Researchers affiliated with the Center for Compact and Efficient Fluid Power (CCEFP), an NSF-funded Engineering Research Center (ERC) headquartered at the University of Minnesota, have taken a significant step toward using fluid-power solutions for health care. Specifically, the researchers recently invented a fluid-powered actuator for interventions guided by magnetic resonance imaging (MRI).

Impact/benefits: 

Fluid power is an ideal form of robotic actuation inside the scanner’s magnetic field because actuators can be designed free of magnetic and electrical components. However, there are no fluid-power actuators readily available that offer the safety, sterilizability, and precision performance required for medical robotic systems. The CCEFP researchers’ work represents a major movement to overcome this transformational barrier.

 

Explanation/Background: 

MRI offers many benefits to image-guided interventions. These benefits include excellent soft tissue distinction, little to no repositioning of the patient, and zero radiation exposure.
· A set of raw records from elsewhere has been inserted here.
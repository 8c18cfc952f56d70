use crate::router::Route;
use policyplay_core::User;

/// Where a visitor must go instead of `route`, if anywhere.
///
/// Signed-out visitors to protected pages go to the matching login page.
/// Signed-in non-admins are sent to the admin login for admin pages.
/// Signed-in users skip the login and signup forms.
#[must_use]
pub fn redirect_for(route: &Route, user: Option<&User>) -> Option<Route> {
    match user {
        None if route.requires_auth() => Some(route.login_route()),
        None => None,
        Some(user) if route.requires_admin() && !user.is_admin() => Some(Route::AdminLogin),
        Some(_) if matches!(route, Route::Login | Route::Signup) => Some(Route::Games),
        Some(_) => None,
    }
}

/// Landing page after a successful sign-in.
#[must_use]
pub fn after_login(user: &User) -> Route {
    if user.is_admin() {
        Route::AdminDashboard
    } else {
        Route::Games
    }
}

#[cfg(test)]
mod tests {
    use super::*;

    fn user(role: &str) -> User {
        User {
            id: "u1".into(),
            email: "ana@example.com".into(),
            name: "Ana".into(),
            role: role.into(),
            created_at: None,
        }
    }

    #[test]
    fn anonymous_visitors_are_sent_to_the_right_login() {
        assert_eq!(redirect_for(&Route::Games, None), Some(Route::Login));
        assert_eq!(
            redirect_for(&Route::AdminPolicies, None),
            Some(Route::AdminLogin)
        );
        assert_eq!(redirect_for(&Route::Home, None), None);
        assert_eq!(redirect_for(&Route::Signup, None), None);
    }

    #[test]
    fn admin_pages_need_the_admin_role() {
        let player = user("user");
        assert_eq!(
            redirect_for(&Route::AdminDashboard, Some(&player)),
            Some(Route::AdminLogin)
        );
        let admin = user("admin");
        assert_eq!(redirect_for(&Route::AdminDashboard, Some(&admin)), None);
        assert_eq!(redirect_for(&Route::AdminLogin, Some(&player)), None);
    }

    #[test]
    fn signed_in_users_skip_the_forms() {
        let player = user("user");
        assert_eq!(redirect_for(&Route::Login, Some(&player)), Some(Route::Games));
        assert_eq!(after_login(&player), Route::Games);
        assert_eq!(after_login(&user("admin")), Route::AdminDashboard);
    }
}
use yew::prelude::*;

#[derive(Properties, PartialEq, Clone)]
pub struct Props {
    /// Wall-clock start in milliseconds.
    pub started_at_ms: u64,
    /// Initial reading, used before the first tick.
    #[prop_or_default]
    pub elapsed_secs: u64,
}

/// `mm:ss` for a number of seconds.
#[must_use]
pub fn format_clock(secs: u64) -> String {
    format!("{:02}:{:02}", secs / 60, secs % 60)
}

/// Running clock that ticks once a second in the browser.
#[function_component(ElapsedTimer)]
pub fn elapsed_timer(p: &Props) -> Html {
    let elapsed = use_state(|| p.elapsed_secs);

    #[cfg(target_arch = "wasm32")]
    {
        let elapsed = elapsed.clone();
        use_effect_with(p.started_at_ms, move |started| {
            let started = *started;
            let interval = gloo::timers::callback::Interval::new(1_000, move || {
                elapsed.set(crate::dom::now_ms().saturating_sub(started) / 1_000);
            });
            move || drop(interval)
        });
    }

    html! {
        <div class="badge badge-lg badge-info gap-2" data-testid="elapsed-timer">
            <span>{ "⏱️" }</span>
            <span>{ format_clock(*elapsed) }</span>
        </div>
    }
}

#[cfg(test)]
mod tests {
    use super::format_clock;

    #[test]
    fn formats_minutes_and_seconds() {
        assert_eq!(format_clock(0), "00:00");
        assert_eq!(format_clock(75), "01:15");
        assert_eq!(format_clock(3_600), "60:00");
    }
}
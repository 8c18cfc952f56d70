use serde::{Deserialize, Serialize};

pub const ADMIN_ROLE: &str = "admin";

fn default_role() -> String {
    "user".to_string()
}

fn default_token_type() -> String {
    "bearer".to_string()
}

#[derive(Debug, Clone, PartialEq, Eq, Serialize, Deserialize)]
pub struct User {
    #[serde(default)]
    pub id: String,
    pub email: String,
    #[serde(default)]
    pub name: String,
    #[serde(default = "default_role")]
    pub role: String,
    #[serde(default, skip_serializing_if = "Option::is_none")]
    pub created_at: Option<String>,
}

impl User {
    #[must_use]
    pub fn is_admin(&self) -> bool {
        self.role == ADMIN_ROLE
    }

    /// Name to greet the user with, falling back to the email address.
    #[must_use]
    pub fn display_name(&self) -> &str {
        if self.name.trim().is_empty() {
            &self.email
        } else {
            &self.name
        }
    }
}

#[derive(Debug, Clone, PartialEq, Eq, Serialize, Deserialize)]
pub struct LoginRequest {
    pub email: String,
    pub password: String,
}

#[derive(Debug, Clone, PartialEq, Eq, Serialize, Deserialize)]
pub struct SignupRequest {
    pub email: String,
    pub name: String,
    pub password: String,
}

#[derive(Debug, Clone, PartialEq, Eq, Serialize, Deserialize)]
pub struct AuthResponse {
    pub access_token: String,
    #[serde(default = "default_token_type")]
    pub token_type: String,
    pub user: User,
}

#[cfg(test)]
mod tests {
    use super::*;

    #[test]
    fn decodes_login_response_with_defaults() {
        let json = r#"{"access_token":"abc","user":{"email":"a@b.c"}}"#;
        let resp: AuthResponse = serde_json::from_str(json).unwrap();
        assert_eq!(resp.token_type, "bearer");
        assert_eq!(resp.user.role, "user");
        assert!(!resp.user.is_admin());
        assert_eq!(resp.user.display_name(), "a@b.c");
    }
}
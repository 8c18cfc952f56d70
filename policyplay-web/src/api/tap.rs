use super::ApiClient;
use policyplay_core::endpoint::paths;
use policyplay_core::{
    ApiError, FinishTapRequest, Level, StartTapRequest, TapAttempt, TapGameSet, TapLeaderboard,
    TapResults, TapSubmission, TapSubmitResponse,
};

impl ApiClient {
    /// Generate a question set for `level`, then open an attempt on it.
    ///
    /// # Errors
    ///
    /// Propagates the first failing call.
    pub async fn begin_tap(
        &self,
        policy_id: &str,
        level: Level,
    ) -> Result<(TapGameSet, TapAttempt), ApiError> {
        let game_set: TapGameSet = self
            .post_empty(&paths::tap_generate(policy_id, level))
            .await?;
        let attempt: TapAttempt = self
            .post(
                paths::TAP_START,
                &StartTapRequest {
                    game_set_id: game_set.game_set_id.clone(),
                },
            )
            .await?;
        log::info!(
            "tap attempt {} opened on set {} ({level})",
            attempt.attempt_id,
            game_set.game_set_id
        );
        Ok((game_set, attempt))
    }

    /// # Errors
    ///
    /// Propagates transport and backend failures.
    pub async fn tap_game_set(&self, game_set_id: &str) -> Result<TapGameSet, ApiError> {
        self.get(&paths::tap_game_set(game_set_id)).await
    }

    /// # Errors
    ///
    /// Propagates transport and backend failures.
    pub async fn tap_submit(
        &self,
        submission: &TapSubmission,
    ) -> Result<TapSubmitResponse, ApiError> {
        self.post(paths::TAP_SUBMIT, submission).await
    }

    /// # Errors
    ///
    /// Propagates transport and backend failures.
    pub async fn tap_finish(&self, request: &FinishTapRequest) -> Result<TapResults, ApiError> {
        self.post(paths::TAP_FINISH, request).await
    }

    /// # Errors
    ///
    /// Propagates transport and backend failures.
    pub async fn tap_leaderboard(
        &self,
        policy_id: Option<&str>,
        level: Option<Level>,
    ) -> Result<TapLeaderboard, ApiError> {
        self.get(&paths::tap_leaderboard(policy_id, level)).await
    }
}
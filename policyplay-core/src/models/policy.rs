use serde::{Deserialize, Serialize};

/// Policy as listed for players and admins.
#[derive(Debug, Clone, PartialEq, Eq, Serialize, Deserialize)]
pub struct PolicySummary {
    #[serde(rename = "policyId", alias = "policy_id", default)]
    pub policy_id: String,
    #[serde(default)]
    pub title: String,
    #[serde(default)]
    pub filename: String,
    #[serde(default)]
    pub rules_count: u32,
    #[serde(default)]
    pub clauses_count: u32,
    #[serde(default, skip_serializing_if = "Option::is_none")]
    pub uploaded_by: Option<String>,
    #[serde(default, skip_serializing_if = "Option::is_none")]
    pub uploaded_at: Option<String>,
}

impl PolicySummary {
    #[must_use]
    pub fn display_title(&self) -> &str {
        if self.title.trim().is_empty() {
            &self.filename
        } else {
            &self.title
        }
    }
}

/// Structured extraction returned after an upload.
#[derive(Debug, Clone, Default, PartialEq, Eq, Serialize, Deserialize)]
pub struct StructuredPolicy {
    #[serde(default)]
    pub title: Option<String>,
    #[serde(default)]
    pub summary: Option<String>,
    #[serde(default)]
    pub rules: Vec<String>,
    #[serde(default)]
    pub roles: Vec<String>,
    #[serde(default)]
    pub clauses: Vec<String>,
    #[serde(default)]
    pub definitions: Vec<String>,
    #[serde(default)]
    pub exceptions: Vec<String>,
    #[serde(default)]
    pub risks: Vec<String>,
    #[serde(default)]
    pub policy_sections: Vec<String>,
    #[serde(default)]
    pub raw_text: String,
}

#[derive(Debug, Clone, PartialEq, Eq, Serialize, Deserialize)]
pub struct PolicyDeleted {
    #[serde(default)]
    pub message: String,
    #[serde(default)]
    pub policy_id: String,
    #[serde(default)]
    pub deleted_game_sessions: u32,
}

/// Accepted upload extensions.
pub const UPLOAD_EXTENSIONS: [&str; 3] = ["pdf", "docx", "txt"];

/// Whether `filename` carries one of the accepted extensions.
#[must_use]
pub fn is_supported_upload(filename: &str) -> bool {
    filename
        .rsplit_once('.')
        .map(|(_, ext)| ext.to_ascii_lowercase())
        .is_some_and(|ext| UPLOAD_EXTENSIONS.contains(&ext.as_str()))
}

#[derive(Debug, Clone, PartialEq, Eq, Serialize, Deserialize)]
pub struct DraftAnalysisRequest {
    pub draft_text: String,
    pub draft_title: String,
}

#[derive(Debug, Clone, PartialEq, Eq, Serialize, Deserialize)]
pub struct OverlapNote {
    #[serde(default)]
    pub existing_policy: String,
    #[serde(default)]
    pub overlap_description: String,
}

#[derive(Debug, Clone, Default, PartialEq, Eq, Serialize, Deserialize)]
pub struct DraftAnalysis {
    #[serde(default)]
    pub contradictions: Vec<String>,
    #[serde(default)]
    pub missing_sections: Vec<String>,
    #[serde(default)]
    pub overlapping_content: Vec<OverlapNote>,
    #[serde(default)]
    pub ambiguous_phrases: Vec<String>,
    #[serde(default)]
    pub recommendations: Vec<String>,
}

#[cfg(test)]
mod tests {
    use super::*;

    #[test]
    fn policy_id_accepts_both_spellings() {
        let camel: PolicySummary =
            serde_json::from_str(r#"{"policyId":"p1","title":"T","filename":"t.pdf"}"#).unwrap();
        let snake: PolicySummary =
            serde_json::from_str(r#"{"policy_id":"p1","title":"","filename":"t.pdf"}"#).unwrap();
        assert_eq!(camel.policy_id, "p1");
        assert_eq!(snake.policy_id, "p1");
        assert_eq!(snake.display_title(), "t.pdf");
    }

    #[test]
    fn upload_extension_check() {
        assert!(is_supported_upload("Handbook.PDF"));
        assert!(is_supported_upload("notes.txt"));
        assert!(is_supported_upload("a.b.docx"));
        assert!(!is_supported_upload("image.png"));
        assert!(!is_supported_upload("noext"));
    }
}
However, the closed, narrow bore of a high-field MRI scanner limits clinician access to the patient, so an MRI-compatible robot is essentially required for many potential interventions. With a compact design made possible by additive manufacturing, a first prototype was made (see figure). Employing inchworm-like behavior, the device is intrinsically safe. The linear actuator can advance or retract a needle in small, discrete steps. The device’s pneumatic bellows and pinching mechanism are hermetically sealed for clean performance in sterile environments.